Needed from the data below: every line from the one with "use super::error::ApiError;" up to and including the one with "the session cookie.", repeated exactly and with nothing else.

> [Input]:
----

//! Application state shared across all request handlers.

use std::sync::Arc;

use anyhow::Context;

use super::render::PageRenderer;
use crate::chat::ChatService;
use crate::config::AppConfig;
use crate::llm::{GeminiClient, ModelClient};
use crate::session::SessionRegistry;

/// Shared application state.
pub struct AppState {
    /// Submit flow bound to the model client.
    pub chat: ChatService,
    /// Live sessions.
    pub sessions: Arc<SessionRegistry>,
    /// Page renderer.
    pub renderer: PageRenderer,
}

impl AppState {
    /// Create the state with a Gemini client built from `config`.
    ///
    /// # Errors
    /// Returns an error if the HTTP client or the page template cannot be
    /// initialized.
    pub fn new(config: &AppConfig) -> anyhow::Result<Arc<Self>> {
        let client = GeminiClient::from_config(config).context("failed to create Gemini client")?;
        Self::with_client(Arc::new(client), config)
    }

    /// Create the state around an arbitrary model client.
    ///
    /// # Errors
    /// Returns an error if the page template cannot be compiled.
    pub fn with_client(
        client: Arc<dyn ModelClient>,
        config: &AppConfig,
    ) -> anyhow::Result<Arc<Self>> {
        let renderer = PageRenderer::new().context("failed to load page template")?;
        Ok(Arc::new(Self {
            chat: ChatService::new(client, config.request_timeout),
            sessions: Arc::new(SessionRegistry::new(config.session_ttl)),
            renderer,
        }))
    }
}
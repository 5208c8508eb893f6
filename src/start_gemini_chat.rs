//! Startup helpers for the Gemini chat server.

use std::future::Future;
use std::process::ExitCode;
use std::sync::Arc;

use crate::config::AppConfig;
use crate::server::{self, AppState};
use crate::session::SessionSweeper;

/// Run the server (used by the `gemini-chat` binary).
///
/// # Returns
/// `ExitCode::SUCCESS` on graceful shutdown, `1` on failure. A missing API
/// key is a failure: the server never starts without one.
#[must_use]
pub fn run() -> ExitCode {
    tracing_subscriber::fmt()
        .with_env_filter(
            tracing_subscriber::EnvFilter::from_default_env()
                .add_directive(tracing::Level::INFO.into()),
        )
        .init();

    tracing::info!("Starting Gemini chat v{}", env!("CARGO_PKG_VERSION"));

    let config = match AppConfig::from_env() {
        Ok(config) => config,
        Err(e) => {
            tracing::error!("Invalid configuration: {e}");
            return ExitCode::from(1);
        }
    };
    tracing::info!(model = %config.model, base_url = %config.base_url, "Gemini endpoint");

    let rt = match tokio::runtime::Runtime::new() {
        Ok(rt) => rt,
        Err(e) => {
            tracing::error!("Failed to create runtime: {e}");
            return ExitCode::from(1);
        }
    };

    let result = rt.block_on(async {
        let state = initialize(&config).map_err(|e| e.to_string())?;
        run_server_with_shutdown(state, &config, shutdown_signal())
            .await
            .map_err(|e| e.to_string())
    });

    if let Err(e) = result {
        tracing::error!("Server error: {e}");
        return ExitCode::from(1);
    }

    tracing::info!("Gemini chat stopped");
    ExitCode::SUCCESS
}

/// Initialize application state without starting the server.
///
/// # Errors
/// Returns an error if state creation fails.
pub fn initialize(config: &AppConfig) -> anyhow::Result<Arc<AppState>> {
    AppState::new(config)
}

/// Run the server together with the idle-session sweeper. On shutdown the
/// sweeper is stopped and every remaining session is ended, cancelling any
/// model call still in flight.
///
/// # Errors
/// Returns an error if the server fails.
pub async fn run_server_with_shutdown<F>(
    state: Arc<AppState>,
    config: &AppConfig,
    shutdown_signal: F,
) -> Result<(), Box<dyn std::error::Error + Send + Sync>>
where
    F: Future<Output = ()> + Send + 'static,
{
    let sweeper = SessionSweeper::new(Arc::clone(&state.sessions), config.sweep_interval);
    let stop_sweeper = sweeper.shutdown_notifier();
    let sweeper_handle = sweeper.spawn();

    let sessions = Arc::clone(&state.sessions);
    let result = server::run_server_with_shutdown(state, config.port, shutdown_signal).await;

    stop_sweeper.notify_one();
    if let Err(e) = sweeper_handle.await {
        tracing::warn!("Session sweeper task failed: {e}");
    }
    sessions.shutdown();

    result
}

async fn shutdown_signal() {
    if let Err(e) = tokio::signal::ctrl_c().await {
        tracing::error!("Failed to listen for shutdown signal: {e}");
        std::future::pending::<()>().await;
    }
    tracing::info!("Shutdown signal received");
}
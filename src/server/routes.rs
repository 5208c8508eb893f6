//! HTTP route handlers for the chat front-end.
//!
//! The HTML routes re-render the whole page after every action. The session
//! is carried in a cookie; a request without a known session opens a new one.

use std::sync::Arc;

use axum::extract::multipart::MultipartError;
use axum::extract::rejection::JsonRejection;
use axum::extract::{DefaultBodyLimit, Form, Multipart, State};
use axum::http::header::{COOKIE, SET_COOKIE};
use axum::http::{HeaderMap, HeaderValue, StatusCode};
use axum::response::{Html, IntoResponse, Redirect, Response};
use axum::routing::{get, post};
use axum::{Json, Router};
use serde::{Deserialize, Serialize};
use tracing::{debug, warn};

use super::error::ApiError;
use super::render::{Notice, PageView};
use super::state::AppState;
use crate::chat::{ChatError, ConversationId, ConversationTitle, validate_input};
use crate::session::{DisplayOptions, Session, SessionId, Upload};
use crate::table::check_file_name;

/// Cookie carrying the session identifier.
pub const SESSION_COOKIE: &str = "gemini_chat_session";

/// `Set-Cookie` value removing the session cookie.
const CLEAR_SESSION_COOKIE: &str = "gemini_chat_session=; Path=/; Max-Age=0; HttpOnly; SameSite=Lax";

/// Create the router with all routes.
#[must_use]
pub fn create_router(state: Arc<AppState>) -> Router {
    Router::new()
        .route("/", get(index))
        .route("/chat", post(chat_submit).layer(DefaultBodyLimit::disable()))
        .route("/conversations", post(new_conversation))
        .route("/conversations/select", post(select_conversation))
        .route("/upload/clear", post(clear_upload))
        .route("/session/end", post(end_session))
        .route("/health", get(health_check))
        .route("/api/chat", post(api_chat))
        .route("/api/conversations", get(api_conversations))
        .with_state(state)
}

fn session_from_headers(headers: &HeaderMap) -> Option<SessionId> {
    headers
        .get_all(COOKIE)
        .iter()
        .filter_map(|value| value.to_str().ok())
        .flat_map(|value| value.split(';'))
        .filter_map(|pair| pair.trim().split_once('='))
        .find(|(name, _)| *name == SESSION_COOKIE)
        .and_then(|(_, value)| value.parse().ok())
}

fn with_session_cookie(mut response: Response, session: &Session, created: bool) -> Response {
    if created {
        let cookie = format!(
            "{SESSION_COOKIE}={}; Path=/; HttpOnly; SameSite=Lax",
            session.id()
        );
        if let Ok(value) = HeaderValue::from_str(&cookie) {
            response.headers_mut().append(SET_COOKIE, value);
        }
    }
    response
}

async fn render_page(
    state: &AppState,
    session: &Session,
    notices: Vec<Notice>,
    draft: String,
) -> Response {
    let view = {
        let guard = session.lock().await;
        PageView::build(&guard, state.chat.model_name(), notices, draft)
    };

    match state.renderer.render(&view) {
        Ok(html) => Html(html).into_response(),
        Err(err) => {
            warn!(%err, "Failed to render page");
            (StatusCode::INTERNAL_SERVER_ERROR, "failed to render page").into_response()
        }
    }
}

/// Render the page for the caller's session.
async fn index(State(state): State<Arc<AppState>>, headers: HeaderMap) -> Response {
    let (session, created) = state.sessions.resolve(session_from_headers(&headers));
    let response = render_page(&state, &session, Vec::new(), String::new()).await;
    with_session_cookie(response, &session, created)
}

/// Fields of the main form.
#[derive(Debug, Default)]
struct ChatForm {
    message: String,
    file: Option<Upload>,
    show_table: bool,
    show_stats: bool,
    send: bool,
}

async fn read_chat_form(mut multipart: Multipart) -> Result<ChatForm, MultipartError> {
    let mut form = ChatForm {
        send: true,
        ..ChatForm::default()
    };

    while let Some(field) = multipart.next_field().await? {
        let name = field.name().unwrap_or_default().to_string();
        match name.as_str() {
            "message" => form.message = field.text().await?,
            "file" => {
                let file_name = field.file_name().unwrap_or_default().to_string();
                let bytes = field.bytes().await?;
                if !file_name.is_empty() && !bytes.is_empty() {
                    form.file = Some(Upload {
                        file_name,
                        bytes: bytes.to_vec(),
                    });
                }
            }
            "show_table" => form.show_table = true,
            "show_stats" => form.show_stats = true,
            "action" => form.send = field.text().await? != "refresh",
            _ => {}
        }
    }

    Ok(form)
}

/// Handle the main form: store the upload and toggles, then optionally run
/// one submit pass.
async fn chat_submit(
    State(state): State<Arc<AppState>>,
    headers: HeaderMap,
    multipart: Multipart,
) -> Response {
    let (session, created) = state.sessions.resolve(session_from_headers(&headers));

    let form = match read_chat_form(multipart).await {
        Ok(form) => form,
        Err(err) => {
            let response = (StatusCode::BAD_REQUEST, format!("Invalid form: {err}")).into_response();
            return with_session_cookie(response, &session, created);
        }
    };

    let mut notices = Vec::new();
    let summary = {
        let mut guard = session.lock().await;
        guard.display = DisplayOptions {
            show_table: form.show_table,
            show_stats: form.show_stats,
        };

        if let Some(upload) = form.file {
            match check_file_name(&upload.file_name) {
                Ok(()) => {
                    debug!(session = %session.id(), file = %upload.file_name, size = upload.bytes.len(), "Stored upload");
                    guard.upload = Some(upload);
                }
                Err(err) => notices.push(Notice::from(&ChatError::from(err))),
            }
        }

        // A broken upload is reported by the page itself; the question is
        // still sent, without the table.
        guard
            .upload
            .as_ref()
            .filter(|_| form.send)
            .and_then(|upload| upload.summary().ok())
    };

    let draft = if form.send {
        match state.chat.submit(&session, &form.message, summary.as_deref()).await {
            Ok(_) => notices.push(Notice::success("Gemini replied:")),
            Err(err) => notices.push(Notice::from(&err)),
        }
        String::new()
    } else {
        form.message
    };

    let response = render_page(&state, &session, notices, draft).await;
    with_session_cookie(response, &session, created)
}

/// Create and select an empty conversation.
async fn new_conversation(State(state): State<Arc<AppState>>, headers: HeaderMap) -> Response {
    let (session, created) = state.sessions.resolve(session_from_headers(&headers));
    let id = session.lock().await.conversations.create_conversation(None);
    debug!(session = %session.id(), conversation = %id, "New conversation");
    with_session_cookie(Redirect::to("/").into_response(), &session, created)
}

/// Conversation selector form.
#[derive(Debug, Deserialize)]
pub struct SelectForm {
    /// Conversation to open.
    pub id: String,
}

/// Open another conversation of the session.
async fn select_conversation(
    State(state): State<Arc<AppState>>,
    headers: HeaderMap,
    Form(form): Form<SelectForm>,
) -> Response {
    let (session, created) = state.sessions.resolve(session_from_headers(&headers));
    let result = session
        .lock()
        .await
        .conversations
        .select(&ConversationId::from(form.id));

    let response = match result {
        Ok(()) => Redirect::to("/").into_response(),
        Err(err) => {
            let mut response = render_page(&state, &session, vec![Notice::from(&err)], String::new()).await;
            *response.status_mut() = StatusCode::NOT_FOUND;
            response
        }
    };
    with_session_cookie(response, &session, created)
}

/// Forget the uploaded file.
async fn clear_upload(State(state): State<Arc<AppState>>, headers: HeaderMap) -> Response {
    let (session, created) = state.sessions.resolve(session_from_headers(&headers));
    session.lock().await.upload = None;
    with_session_cookie(Redirect::to("/").into_response(), &session, created)
}

/// End the caller's session and drop its cookie.
async fn end_session(State(state): State<Arc<AppState>>, headers: HeaderMap) -> Response {
    let ended = session_from_headers(&headers).is_some_and(|id| state.sessions.end(id));
    debug!(ended, "Session end requested");
    let mut response = Redirect::to("/").into_response();
    response
        .headers_mut()
        .append(SET_COOKIE, HeaderValue::from_static(CLEAR_SESSION_COOKIE));
    response
}

/// Health check endpoint.
async fn health_check(State(state): State<Arc<AppState>>) -> impl IntoResponse {
    Json(serde_json::json!({
        "status": "ok",
        "service": "gemini-chat",
        "version": env!("CARGO_PKG_VERSION"),
        "model": state.chat.model_name(),
        "sessions": state.sessions.len(),
    }))
}

/// Chat request of the JSON API.
#[derive(Debug, Deserialize)]
pub struct ApiChatRequest {
    /// The user's message.
    pub message: String,
    /// Conversation to select before sending.
    #[serde(default)]
    pub conversation_id: Option<String>,
}

/// Chat response of the JSON API.
#[derive(Debug, Serialize)]
pub struct ApiChatResponse {
    /// Conversation holding the exchange.
    pub conversation_id: String,
    /// The assistant's reply.
    pub reply: String,
    /// Model used.
    pub model: String,
}

/// Conversation list of the JSON API.
#[derive(Debug, Serialize)]
pub struct ConversationList {
    /// Selected conversation.
    pub current: Option<String>,
    /// All conversations in creation order.
    pub conversations: Vec<ConversationTitle>,
}

/// Handle chat requests from API clients.
async fn api_chat(
    State(state): State<Arc<AppState>>,
    headers: HeaderMap,
    payload: Result<Json<ApiChatRequest>, JsonRejection>,
) -> Response {
    let (session, created) = state.sessions.resolve(session_from_headers(&headers));
    let result = match payload {
        Ok(Json(request)) => submit_json(&state, &session, request).await,
        Err(rejection) => Err(ApiError::BadRequest(rejection.body_text())),
    };
    let response = match result {
        Ok(body) => Json(body).into_response(),
        Err(err) => err.into_response(),
    };
    with_session_cookie(response, &session, created)
}

async fn submit_json(
    state: &AppState,
    session: &Session,
    request: ApiChatRequest,
) -> Result<ApiChatResponse, ApiError> {
    // Nothing in the session changes unless the request is going to be sent.
    validate_input(&request.message)?;
    let target = request.conversation_id.map(ConversationId::from);

    let summary = {
        let mut guard = session.lock().await;
        if let Some(id) = target.as_ref().filter(|id| !guard.conversations.contains(id)) {
            return Err(ChatError::UnknownConversation(id.clone()).into());
        }
        let summary = guard
            .upload
            .as_ref()
            .map(Upload::summary)
            .transpose()
            .map_err(ChatError::from)?;
        if let Some(id) = &target {
            guard.conversations.select(id)?;
        }
        summary
    };

    let outcome = state
        .chat
        .submit(session, &request.message, summary.as_deref())
        .await?;

    Ok(ApiChatResponse {
        conversation_id: outcome.conversation_id.to_string(),
        reply: outcome.reply,
        model: state.chat.model_name().to_string(),
    })
}

/// List the conversations of the caller's session.
async fn api_conversations(State(state): State<Arc<AppState>>, headers: HeaderMap) -> Response {
    let (session, created) = state.sessions.resolve(session_from_headers(&headers));
    let body = {
        let guard = session.lock().await;
        ConversationList {
            current: guard.conversations.current_id().map(ToString::to_string),
            conversations: guard.conversations.list_titles(),
        }
    };
    with_session_cookie(Json(body).into_response(), &session, created)
}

----

> [Exercise answer]:
use super::error::ApiError;
use super::render::{Notice, PageView};
use super::state::AppState;
use crate::chat::{ChatError, ConversationId, ConversationTitle, validate_input};
use crate::session::{DisplayOptions, Session, SessionId, Upload};
use crate::table::check_file_name;

/// Cookie carrying the session identifier.
pub const SESSION_COOKIE: &str = "gemini_chat_session";

/// `Set-Cookie` value removing the session cookie.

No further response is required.